A novel method for time series prediction based on error decomposition and nonlinear combination of forecasters

Abstract For time series prediction, hybrid systems that combine linear and nonlinear models can provide more accurate performance than a single model. However, the irregularity of the error series and the unknown nature of combinations of different forecasters may strongly impact the performance of hybrid systems. Therefore, in this paper, we propose a novel method for time series prediction, in which error decomposition and a nonlinear combination of forecasters are introduced. The proposed method performs the following: (i) linear modeling to obtain the error series, (ii) error decomposition by using variational mode decomposition (VMD), (iii) nonlinear modeling and a phase fix procedure for the error subseries, and (iv) a combination of forecasters through an appropriate combination function generated by a nonlinear model.

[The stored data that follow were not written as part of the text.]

//! Wire messages for the two gateway RPCs.

use crate::error::{ProtocolError, ProtocolResult};
use serde::{Deserialize, Serialize};
use tillsync_store::{OutboxEntry, Record, Table};

/// Action discriminator for the push RPC.
pub const PUSH_ACTION: &str = "SYNC_OUTBOX";

/// Action discriminator for the pull RPC.
pub const PULL_ACTION: &str = "FETCH_UPDATES";

/// Push request: submit one ordered outbox batch.
#[derive(Debug, Clone, PartialEq, Serialize, Deserialize)]
pub struct PushRequest {
    action: String,
    /// The batch, in enqueue order.
    pub data: Vec<OutboxEntry>,
}

impl PushRequest {
    /// Creates a push request for the given batch.
    #[must_use]
    pub fn new(data: Vec<OutboxEntry>) -> Self {
        Self {
            action: PUSH_ACTION.into(),
            data,
        }
    }

    /// Encodes to JSON bytes.
    ///
    /// # Errors
    ///
    /// Returns an error if serialization fails.
    pub fn to_bytes(&self) -> ProtocolResult<Vec<u8>> {
        Ok(serde_json::to_vec(self)?)
    }

    /// Decodes from JSON bytes, validating the action discriminator.
    ///
    /// # Errors
    ///
    /// Returns an error on malformed JSON or a foreign `action`.
    pub fn from_bytes(bytes: &[u8]) -> ProtocolResult<Self> {
        let request: Self = serde_json::from_slice(bytes)?;
        if request.action != PUSH_ACTION {
            return Err(ProtocolError::UnknownAction(request.action));
        }
        Ok(request)
    }
}

/// Push response: did the remote accept the whole batch.
///
/// Anything other than `success == true` is a push failure; the client keeps
/// the batch and retries on a later run.
#[derive(Debug, Clone, Copy, PartialEq, Eq, Serialize, Deserialize)]
pub struct PushResponse {
    /// Whether the entire batch was applied.
    pub success: bool,
}

impl PushResponse {
    /// An accepted batch.
    #[must_use]
    pub fn ok() -> Self {
        Self { success: true }
    }

    /// A rejected batch.
    #[must_use]
    pub fn failed() -> Self {
        Self { success: false }
    }

    /// Encodes to JSON bytes.
    ///
    /// # Errors
    ///
    /// Returns an error if serialization fails.
    pub fn to_bytes(&self) -> ProtocolResult<Vec<u8>> {
        Ok(serde_json::to_vec(self)?)
    }

    /// Decodes from JSON bytes.
    ///
    /// # Errors
    ///
    /// Returns an error on malformed JSON.
    pub fn from_bytes(bytes: &[u8]) -> ProtocolResult<Self> {
        Ok(serde_json::from_slice(bytes)?)
    }
}

/// Pull request: fetch records changed since a watermark.
#[derive(Debug, Clone, PartialEq, Serialize, Deserialize)]
pub struct PullRequest {
    action: String,
    /// Table to fetch.
    pub table: Table,
    /// Watermark in ms since epoch; the remote returns records stamped after
    /// this instant.
    pub since: i64,
}

impl PullRequest {
    /// Creates a pull request for one table.
    #[must_use]
    pub fn new(table: Table, since: i64) -> Self {
        Self {
            action: PULL_ACTION.into(),
            table,
            since,
        }
    }

    /// Encodes to JSON bytes.
    ///
    /// # Errors
    ///
    /// Returns an error if serialization fails.
    pub fn to_bytes(&self) -> ProtocolResult<Vec<u8>> {
        Ok(serde_json::to_vec(self)?)
    }

    /// Decodes from JSON bytes, validating the action discriminator.
    ///
    /// # Errors
    ///
    /// Returns an error on malformed JSON or a foreign `action`.
    pub fn from_bytes(bytes: &[u8]) -> ProtocolResult<Self> {
        let request: Self = serde_json::from_slice(bytes)?;
        if request.action != PULL_ACTION {
            return Err(ProtocolError::UnknownAction(request.action));
        }
        Ok(request)
    }
}

/// Pull response: the changed records.
///
/// An absent `data` field is an empty result set, not an error.
#[derive(Debug, Clone, PartialEq, Serialize, Deserialize)]
pub struct PullResponse {
    /// Changed records; `None` and `[]` are equivalent.
    #[serde(skip_serializing_if = "Option::is_none")]
    pub data: Option<Vec<Record>>,
}

impl PullResponse {
    /// A response carrying records.
    #[must_use]
    pub fn new(records: Vec<Record>) -> Self {
        Self {
            data: Some(records),
        }
    }

    /// An empty response.
    #[must_use]
    pub fn empty() -> Self {
        Self { data: None }
    }

    /// Returns the records, treating an absent `data` as empty.
    #[must_use]
    pub fn records(self) -> Vec<Record> {
        self.data.unwrap_or_default()
    }

    /// Encodes to JSON bytes.
    ///
    /// # Errors
    ///
    /// Returns an error if serialization fails.
    pub fn to_bytes(&self) -> ProtocolResult<Vec<u8>> {
        Ok(serde_json::to_vec(self)?)
    }

    /// Decodes from JSON bytes.
    ///
    /// # Errors
    ///
    /// Returns an error on malformed JSON.
    pub fn from_bytes(bytes: &[u8]) -> ProtocolResult<Self> {
        Ok(serde_json::from_slice(bytes)?)
    }
}
//! CLI command implementations.

pub mod compact;
pub mod config;
pub mod inspect;
pub mod outbox;

use std::path::Path;
use tillsync_store::{FileBackend, RecordStore};

/// Opens the store at `path`, replaying its journal.
pub fn open_store(path: &Path) -> Result<RecordStore, Box<dyn std::error::Error>> {
    if !path.exists() {
        return Err(format!("No store found at {path:?}").into());
    }
    let store = RecordStore::open(FileBackend::open(path)?)?;
    tracing::debug!(?path, "store opened");
    Ok(store)
}
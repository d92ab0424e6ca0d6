//! Error types for the sync engine.

use thiserror::Error;

/// Result type for sync operations.
pub type SyncResult<T> = Result<T, SyncError>;

/// Errors that can occur inside a sync run.
///
/// None of these escape [`crate::SyncEngine::run`]: every failure path
/// resolves to a status transition, and callers observe the post-run status.
#[derive(Debug, Error)]
pub enum SyncError {
    /// The remote was unreachable or answered outside the contract.
    #[error("transport error: {message}")]
    Transport {
        /// Error message.
        message: String,
        /// Whether a later run may succeed.
        retryable: bool,
    },

    /// The local durable store failed.
    #[error("store error: {0}")]
    Store(#[from] tillsync_store::StoreError),

    /// A wire message could not be encoded or decoded.
    #[error("protocol error: {0}")]
    Protocol(String),

    /// No usable remote endpoint is configured.
    #[error("no remote endpoint configured")]
    Unconfigured,
}

impl SyncError {
    /// Creates a retryable transport error.
    pub fn transport_retryable(message: impl Into<String>) -> Self {
        Self::Transport {
            message: message.into(),
            retryable: true,
        }
    }

    /// Creates a non-retryable transport error.
    pub fn transport_fatal(message: impl Into<String>) -> Self {
        Self::Transport {
            message: message.into(),
            retryable: false,
        }
    }

    /// Returns true if a later run may succeed without intervention.
    pub fn is_retryable(&self) -> bool {
        match self {
            SyncError::Transport { retryable, .. } => *retryable,
            SyncError::Store(e) => e.is_retryable(),
            SyncError::Protocol(_) => false,
            SyncError::Unconfigured => false,
        }
    }
}

impl From<tillsync_protocol::ProtocolError> for SyncError {
    fn from(e: tillsync_protocol::ProtocolError) -> Self {
        SyncError::Protocol(e.to_string())
    }
}

#[cfg(test)]
mod tests {
    use super::*;

    #[test]
    fn retryable_classification() {
        assert!(SyncError::transport_retryable("connection reset").is_retryable());
        assert!(!SyncError::transport_fatal("bad certificate").is_retryable());
        assert!(!SyncError::Unconfigured.is_retryable());
        assert!(!SyncError::Protocol("truncated body".into()).is_retryable());
        assert!(
            SyncError::Store(tillsync_store::StoreError::Locked).is_retryable()
        );
        assert!(
            !SyncError::Store(tillsync_store::StoreError::Corrupted("frame".into()))
                .is_retryable()
        );
    }
}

By using the proposed method, this paper constructs two hybrid systems, in which the autoregressive integrated moving average (ARIMA) is used for linear modeling, and two artificial intelligence (AI) models, namely, the multilayer perceptron (MLP) and support vector regression (SVR), are used for nonlinear modeling and combination, respectively. Finally, four time series data sets, six evaluation metrics, two single models and thirteen hybrid systems are used to assess the effectiveness of the proposed method. The empirical results show that hybrid systems based on error decomposition and a nonlinear combination of forecasters can achieve better performance than some existing systems and models.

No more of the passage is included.